| Work instructions |
Retype the listing without any alteration.

_____

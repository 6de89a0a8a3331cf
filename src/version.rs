use crate::config::ClientConfig;
use crate::errors::*;
use indexmap::IndexMap;

/// Append the configured bump suffix, if any, to an upstream version
pub fn bumped(client: &ClientConfig, version: &str) -> String {
    if let Some(bump) = client.bump.get(version) {
        format!("{version}-{bump}")
    } else {
        version.to_string()
    }
}

/// Split a package version into the upstream version and its bump suffix
pub fn unbumped(version: &str) -> (&str, Option<&str>) {
    match version.rsplit_once('-') {
        Some((upstream, bump)) if !upstream.is_empty() && !bump.is_empty() => (upstream, Some(bump)),
        _ => (version, None),
    }
}

/// Normalize a pre-release version into something usable in a debian version.
///
/// `+` and `~` get escaped in urls by b2 and github respectively, `:` would
/// be read as an epoch and `-` is reserved for bumps.
pub fn prerelease_version(raw: &str, suffix: &str, delim: Option<&str>) -> String {
    let version = raw.replace(suffix, "");
    if let Some(delim) = delim {
        version.replace('+', delim)
    } else {
        version
    }
}

/// Numeric sort key for juris-m versions like `6.0.30m3`
pub fn jurism_sort_key(version: &str) -> Result<Vec<u64>> {
    version
        .split(['m', '.'])
        .map(|part| {
            part.parse::<u64>()
                .with_context(|| anyhow!("Failed to parse juris-m version component {part:?} in {version:?}"))
        })
        .collect()
}

/// Keep only the most recent `mN` increment for every base version, ordered ascending
pub fn latest_per_base<'a, I: IntoIterator<Item = &'a str>>(versions: I) -> Result<Vec<String>> {
    let mut keyed = Vec::new();
    for version in versions {
        let key = jurism_sort_key(version)?;
        keyed.push((key, version));
    }
    keyed.sort();

    let mut latest = IndexMap::new();
    for (_key, version) in keyed {
        let base = version.rsplit_once('m').map(|(base, _)| base).unwrap_or(version);
        // later increments of the same base replace earlier ones
        latest.insert(base, version.to_string());
    }

    Ok(latest.into_values().collect())
}

#[cfg(test)]
mod tests {
    use super::*;

    fn client() -> ClientConfig {
        let mut client = ClientConfig::default();
        client.bump.insert("6.0.26".to_string(), "1".to_string());
        client
    }

    #[test]
    fn test_bumped() {
        let client = client();
        assert_eq!(bumped(&client, "6.0.26"), "6.0.26-1");
        assert_eq!(bumped(&client, "6.0.27"), "6.0.27");
    }

    #[test]
    fn test_unbumped() {
        assert_eq!(unbumped("6.0.26-1"), ("6.0.26", Some("1")));
        assert_eq!(unbumped("6.0.26"), ("6.0.26", None));
        assert_eq!(unbumped("7.1.3+9a1c-2"), ("7.1.3+9a1c", Some("2")));
        assert_eq!(unbumped("6.0.26-"), ("6.0.26-", None));
    }

    #[test]
    fn test_prerelease_version() {
        assert_eq!(
            prerelease_version("7.1-beta.3+9a1c3b2", "-beta", None),
            "7.1.3+9a1c3b2"
        );
        assert_eq!(
            prerelease_version("7.1-beta.3+9a1c3b2", "-beta", Some(".")),
            "7.1.3.9a1c3b2"
        );
        assert_eq!(prerelease_version("7.1-dev.12", "-dev", None), "7.1.12");
    }

    #[test]
    fn test_jurism_sort_key() -> Result<()> {
        assert_eq!(jurism_sort_key("6.0.30m3")?, vec![6, 0, 30, 3]);
        assert!(jurism_sort_key("6.0.x").is_err());
        assert!(jurism_sort_key("6.0.30m10")? > jurism_sort_key("6.0.30m9")?);
        Ok(())
    }

    #[test]
    fn test_latest_per_base() -> Result<()> {
        let list = ["6.0.30m9", "6.0.29m1", "6.0.30m10", "6.0.30m2", "6.0.29m4"];
        assert_eq!(latest_per_base(list)?, vec!["6.0.29m4", "6.0.30m10"]);
        Ok(())
    }

    #[test]
    fn test_latest_per_base_empty() -> Result<()> {
        assert!(latest_per_base([])?.is_empty());
        Ok(())
    }
}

_____

| Result for this exercise |
repository 6de89a0a8a3331cf
filename src/version.rs
use crate::config::ClientConfig;
use crate::errors::*;
use indexmap::IndexMap;

/// Append the configured bump suffix, if any, to an upstream version
pub fn bumped(client: &ClientConfig, version: &str) -> String {
    if let Some(bump) = client.bump.get(version) {
        format!("{version}-{bump}")
    } else {
        version.to_string()
    }
}

/// Split a package version into the upstream version and its bump suffix
pub fn unbumped(version: &str) -> (&str, Option<&str>) {
    match version.rsplit_once('-') {
        Some((upstream, bump)) if !upstream.is_empty() && !bump.is_empty() => (upstream, Some(bump)),
        _ => (version, None),
    }
}

/// Normalize a pre-release version into something usable in a debian version.
///
/// `+` and `~` get escaped in urls by b2 and github respectively, `:` would
/// be read as an epoch and `-` is reserved for bumps.
pub fn prerelease_version(raw: &str, suffix: &str, delim: Option<&str>) -> String {
    let version = raw.replace(suffix, "");
    if let Some(delim) = delim {
        version.replace('+', delim)
    } else {
        version
    }
}

/// Numeric sort key for juris-m versions like `6.0.30m3`
pub fn jurism_sort_key(version: &str) -> Result<Vec<u64>> {
    version
        .split(['m', '.'])
        .map(|part| {
            part.parse::<u64>()
                .with_context(|| anyhow!("Failed to parse juris-m version component {part:?} in {version:?}"))
        })
        .collect()
}

/// Keep only the most recent `mN` increment for every base version, ordered ascending
pub fn latest_per_base<'a, I: IntoIterator<Item = &'a str>>(versions: I) -> Result<Vec<String>> {
    let mut keyed = Vec::new();
    for version in versions {
        let key = jurism_sort_key(version)?;
        keyed.push((key, version));
    }
    keyed.sort();

    let mut latest = IndexMap::new();
    for (_key, version) in keyed {
        let base = version.rsplit_once('m').map(|(base, _)| base).unwrap_or(version);
        // later increments of the same base replace earlier ones
        latest.insert(base, version.to_string());
    }

    Ok(latest.into_values().collect())
}

#[cfg(test)]
mod tests {
    use super::*;

    fn client() -> ClientConfig {
        let mut client = ClientConfig::default();
        client.bump.insert("6.0.26".to_string(), "1".to_string());
        client
    }

    #[test]
    fn test_bumped() {
        let client = client();
        assert_eq!(bumped(&client, "6.0.26"), "6.0.26-1");
        assert_eq!(bumped(&client, "6.0.27"), "6.0.27");
    }

    #[test]
    fn test_unbumped() {
        assert_eq!(unbumped("6.0.26-1"), ("6.0.26", Some("1")));
        assert_eq!(unbumped("6.0.26"), ("6.0.26", None));
        assert_eq!(unbumped("7.1.3+9a1c-2"), ("7.1.3+9a1c", Some("2")));
        assert_eq!(unbumped("6.0.26-"), ("6.0.26-", None));
    }

    #[test]
    fn test_prerelease_version() {
        assert_eq!(
            prerelease_version("7.1-beta.3+9a1c3b2", "-beta", None),
            "7.1.3+9a1c3b2"
        );
        assert_eq!(
            prerelease_version("7.1-beta.3+9a1c3b2", "-beta", Some(".")),
            "7.1.3.9a1c3b2"
        );
        assert_eq!(prerelease_version("7.1-dev.12", "-dev", None), "7.1.12");
    }

    #[test]
    fn test_jurism_sort_key() -> Result<()> {
        assert_eq!(jurism_sort_key("6.0.30m3")?, vec![6, 0, 30, 3]);
        assert!(jurism_sort_key("6.0.x").is_err());
        assert!(jurism_sort_key("6.0.30m10")? > jurism_sort_key("6.0.30m9")?);
        Ok(())
    }

    #[test]
    fn test_latest_per_base() -> Result<()> {
        let list = ["6.0.30m9", "6.0.29m1", "6.0.30m10", "6.0.30m2", "6.0.29m4"];
        assert_eq!(latest_per_base(list)?, vec!["6.0.29m4", "6.0.30m10"]);
        Ok(())
    }

    #[test]
    fn test_latest_per_base_empty() -> Result<()> {
        assert!(latest_per_base([])?.is_empty());
        Ok(())
    }
}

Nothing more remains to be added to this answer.